/// Entropy, Gini impurity and majority voting
pub mod impurity;
use crate::data::dataset::DatasetView;
use crate::trees::split::SplitCandidate;
use crate::trees::strategy::SplitStrategy;
use rayon::prelude::*;
use tracing::trace;

/// Picks the winning attribute among `attributes`.
///
/// Attributes are scored in parallel, then compared in the order given with a
/// strict improvement test, so on exact ties the earlier attribute wins.
/// Returns `None` when no attribute yields a usable split.
pub fn select_attribute<S>(
    strategy: &S,
    view: &DatasetView<'_>,
    attributes: &[usize],
) -> Option<SplitCandidate>
where
    S: SplitStrategy + ?Sized,
{
    let scored = attributes
        .par_iter()
        .map(|&attribute| strategy.evaluate(view, attribute))
        .collect::<Vec<_>>();

    let objective = strategy.objective();
    let mut best: Option<SplitCandidate> = None;
    for candidate in scored.into_iter().flatten() {
        trace!(
            attribute = candidate.attribute,
            score = candidate.score,
            "attribute scored"
        );
        match &best {
            Some(incumbent) if !objective.improves(candidate.score, incumbent.score) => {}
            _ => best = Some(candidate),
        }
    }
    best
}
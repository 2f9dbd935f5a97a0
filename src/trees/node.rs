use crate::error::TreeError;
use serde::ser::{Error as _, Serialize, Serializer};
use serde_json::value::RawValue;
use std::collections::HashSet;
use std::fmt::{self, Display, Formatter};

/// Formats a threshold the way it is printed in test descriptions: shortest
/// round-trip form, with `.0` kept on integral values.
pub fn format_threshold(value: f64) -> String {
    if value.is_finite() && value.fract() == 0.0 && value.abs() < 1e16 {
        format!("{:.1}", value)
    } else {
        format!("{}", value)
    }
}

/// The test a decision node applies to a row.
#[derive(Clone, Debug, PartialEq)]
pub enum SplitTest {
    /// One branch per observed value of the attribute.
    Multiway { attribute: String },
    /// `attribute <= threshold`.
    LessOrEqual { attribute: String, threshold: f64 },
    /// `attribute == value`.
    Equals { attribute: String, value: String },
}

impl SplitTest {
    pub fn attribute(&self) -> &str {
        match self {
            SplitTest::Multiway { attribute }
            | SplitTest::LessOrEqual { attribute, .. }
            | SplitTest::Equals { attribute, .. } => attribute,
        }
    }

    pub fn is_binary(&self) -> bool {
        !matches!(self, SplitTest::Multiway { .. })
    }
}

impl Display for SplitTest {
    fn fmt(&self, f: &mut Formatter<'_>) -> fmt::Result {
        match self {
            SplitTest::Multiway { attribute } => write!(f, "{}", attribute),
            SplitTest::LessOrEqual {
                attribute,
                threshold,
            } => write!(f, "{} <= {}", attribute, format_threshold(*threshold)),
            SplitTest::Equals { attribute, value } => write!(f, "{} == {}", attribute, value),
        }
    }
}

/// Outcome labelling a branch.
#[derive(Clone, Debug, PartialEq, Eq, Hash)]
pub enum BranchKey {
    /// A categorical value of a multiway split.
    Value(String),
    /// The row satisfies a binary test.
    Yes,
    /// The row does not satisfy a binary test.
    No,
}

impl Display for BranchKey {
    fn fmt(&self, f: &mut Formatter<'_>) -> fmt::Result {
        match self {
            BranchKey::Value(value) => write!(f, "{}", value),
            BranchKey::Yes => write!(f, "yes"),
            BranchKey::No => write!(f, "no"),
        }
    }
}

#[derive(Clone, Debug, PartialEq)]
pub struct Branch {
    outcome: BranchKey,
    child: TreeNode,
}

impl Branch {
    pub fn new(outcome: BranchKey, child: TreeNode) -> Self {
        Self { outcome, child }
    }

    pub fn outcome(&self) -> &BranchKey {
        &self.outcome
    }

    pub fn child(&self) -> &TreeNode {
        &self.child
    }
}

/// An internal node. Always has at least one branch and unique branch keys.
#[derive(Clone, Debug, PartialEq)]
pub struct DecisionNode {
    test: SplitTest,
    branches: Vec<Branch>,
}

impl DecisionNode {
    pub fn test(&self) -> &SplitTest {
        &self.test
    }

    pub fn branches(&self) -> &[Branch] {
        &self.branches
    }

    /// Child reached through `outcome`.
    pub fn branch(&self, outcome: &BranchKey) -> Option<&TreeNode> {
        self.branches
            .iter()
            .find(|branch| &branch.outcome == outcome)
            .map(Branch::child)
    }
}

/// Decision tree node
#[derive(Clone, Debug, PartialEq)]
pub enum TreeNode {
    Leaf(String),
    Decision(DecisionNode),
}

impl TreeNode {
    pub fn leaf(label: impl Into<String>) -> Self {
        TreeNode::Leaf(label.into())
    }

    /// Builds a decision node, rejecting empty branch lists and repeated keys.
    pub fn decision(test: SplitTest, branches: Vec<Branch>) -> Result<Self, TreeError> {
        if branches.is_empty() {
            return Err(TreeError::EmptyDecision {
                test: test.to_string(),
            });
        }
        let mut seen = HashSet::new();
        for branch in &branches {
            if !seen.insert(&branch.outcome) {
                return Err(TreeError::DuplicateBranch {
                    test: test.to_string(),
                    key: branch.outcome.to_string(),
                });
            }
        }
        Ok(TreeNode::Decision(DecisionNode { test, branches }))
    }

    pub fn is_leaf(&self) -> bool {
        matches!(self, TreeNode::Leaf(_))
    }

    pub fn label(&self) -> Option<&str> {
        match self {
            TreeNode::Leaf(label) => Some(label),
            TreeNode::Decision(_) => None,
        }
    }

    pub fn as_decision(&self) -> Option<&DecisionNode> {
        match self {
            TreeNode::Leaf(_) => None,
            TreeNode::Decision(node) => Some(node),
        }
    }

    /// Every node in pre-order.
    pub fn iter(&self) -> impl Iterator<Item = &TreeNode> {
        let mut stack = vec![self];
        std::iter::from_fn(move || {
            let node = stack.pop()?;
            if let TreeNode::Decision(decision) = node {
                stack.extend(decision.branches.iter().rev().map(Branch::child));
            }
            Some(node)
        })
    }

    /// Number of edges on the longest root-to-leaf path.
    pub fn depth(&self) -> usize {
        let mut deepest = 0;
        let mut stack = vec![(self, 0)];
        while let Some((node, depth)) = stack.pop() {
            deepest = deepest.max(depth);
            if let TreeNode::Decision(decision) = node {
                stack.extend(decision.branches.iter().map(|b| (&b.child, depth + 1)));
            }
        }
        deepest
    }

    pub fn n_nodes(&self) -> usize {
        self.iter().count()
    }

    pub fn n_leaves(&self) -> usize {
        self.iter().filter(|node| node.is_leaf()).count()
    }

    /// Leaf labels in pre-order.
    pub fn leaf_labels(&self) -> Vec<&str> {
        self.iter().filter_map(TreeNode::label).collect()
    }

    /// The nested `{test: {branch: child}}` form as JSON.
    ///
    /// Written from an explicit stack, so arbitrarily deep trees export
    /// without recursion. The pretty layout matches `serde_json`'s.
    pub fn to_json_string(&self, pretty: bool) -> Result<String, TreeError> {
        let colon = if pretty { ": " } else { ":" };
        let mut out = String::new();
        let mut stack = vec![JsonStep::Node(self, 0)];
        while let Some(step) = stack.pop() {
            match step {
                JsonStep::Node(TreeNode::Leaf(label), _) => out.push_str(&quote(label)?),
                JsonStep::Node(TreeNode::Decision(decision), depth) => {
                    out.push('{');
                    newline(&mut out, pretty, depth + 1);
                    out.push_str(&quote(&decision.test.to_string())?);
                    out.push_str(colon);
                    out.push('{');
                    stack.push(JsonStep::Close(depth));
                    stack.push(JsonStep::Close(depth + 1));
                    for (index, branch) in decision.branches.iter().enumerate().rev() {
                        stack.push(JsonStep::Node(&branch.child, depth + 2));
                        stack.push(JsonStep::Key(&branch.outcome, depth + 2, index == 0));
                    }
                }
                JsonStep::Key(outcome, depth, first) => {
                    if !first {
                        out.push(',');
                    }
                    newline(&mut out, pretty, depth);
                    out.push_str(&quote(&outcome.to_string())?);
                    out.push_str(colon);
                }
                JsonStep::Close(depth) => {
                    newline(&mut out, pretty, depth);
                    out.push('}');
                }
            }
        }
        Ok(out)
    }
}

enum JsonStep<'a> {
    Node(&'a TreeNode, usize),
    Key(&'a BranchKey, usize, bool),
    Close(usize),
}

fn quote(text: &str) -> Result<String, TreeError> {
    serde_json::to_string(text).map_err(|source| TreeError::Serialize { source })
}

fn newline(out: &mut String, pretty: bool, depth: usize) {
    if pretty {
        out.push('\n');
        out.push_str(&"  ".repeat(depth));
    }
}

/// Leaves serialize as their label; decisions as a one-entry map from the
/// test description to the branch map.
///
/// The text comes from [`TreeNode::to_json_string`] and is validated by
/// `serde_json` on the way through, so trees nested past its recursion limit
/// report an error here; export those with `to_json_string` directly.
impl Serialize for TreeNode {
    fn serialize<S: Serializer>(&self, serializer: S) -> Result<S::Ok, S::Error> {
        let json = self.to_json_string(false).map_err(S::Error::custom)?;
        RawValue::from_string(json)
            .map_err(S::Error::custom)?
            .serialize(serializer)
    }
}

/// Dismantles deep subtrees from an explicit stack instead of the
/// compiler's recursive drop glue.
impl Drop for DecisionNode {
    fn drop(&mut self) {
        let mut pending = std::mem::take(&mut self.branches);
        while let Some(mut branch) = pending.pop() {
            if let TreeNode::Decision(child) = &mut branch.child {
                pending.append(&mut child.branches);
            }
        }
    }
}
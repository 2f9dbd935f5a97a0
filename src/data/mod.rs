/// Typed tables and index-based row views
pub mod dataset;
/// Loading tables from delimited files
pub mod reader;
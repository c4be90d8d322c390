//! Core calculator types and logic.
//!
//! This module contains the calculator's pure core:
//! - Phases via the `State` trait
//! - Guard predicates for configurable command policies
//! - Bounded phase history
//! - Numerals, arithmetic resolution and display formatting
//! - The state machine itself
//!
//! Nothing here performs I/O. Logging goes through `tracing` and feedback
//! through the observer trait, both owned by the embedding application.

mod command;
mod display;
mod error;
mod evaluate;
mod guard;
mod history;
mod machine;
pub mod numeral;
mod state;

pub use command::{Command, Operator};
pub use display::format_for_display;
pub use error::CalcError;
pub use evaluate::Arithmetic;
pub use guard::Guard;
pub use history::{StateHistory, StateTransition};
pub use machine::{Calculator, CalculatorState, Snapshot};
pub use state::{Phase, State};
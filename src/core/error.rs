//! Errors surfaced by calculator commands.

use thiserror::Error;

/// Recoverable conditions a command can report.
///
/// A command that returns one of these leaves the calculator state exactly
/// as it was before the command.
#[derive(Debug, Clone, Copy, Error, PartialEq, Eq)]
pub enum CalcError {
    #[error("Invalid digit {0}: expected 0-9")]
    InvalidDigit(u8),

    #[error("Division by zero")]
    DivisionByZero,

    #[error("Result is not a finite number")]
    NonFiniteResult,
}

....................

### Task to carry out:
In this exercise, copy only the lines from the opening line of the material through the line where "let scored = attributes" appears.

### Result of the exercise:
/// Entropy, Gini impurity and majority voting
pub mod impurity;
use crate::data::dataset::DatasetView;
use crate::trees::split::SplitCandidate;
use crate::trees::strategy::SplitStrategy;
use rayon::prelude::*;
use tracing::trace;

/// Picks the winning attribute among `attributes`.
///
/// Attributes are scored in parallel, then compared in the order given with a
/// strict improvement test, so on exact ties the earlier attribute wins.
/// Returns `None` when no attribute yields a usable split.
pub fn select_attribute<S>(
    strategy: &S,
    view: &DatasetView<'_>,
    attributes: &[usize],
) -> Option<SplitCandidate>
where
    S: SplitStrategy + ?Sized,
{
    let scored = attributes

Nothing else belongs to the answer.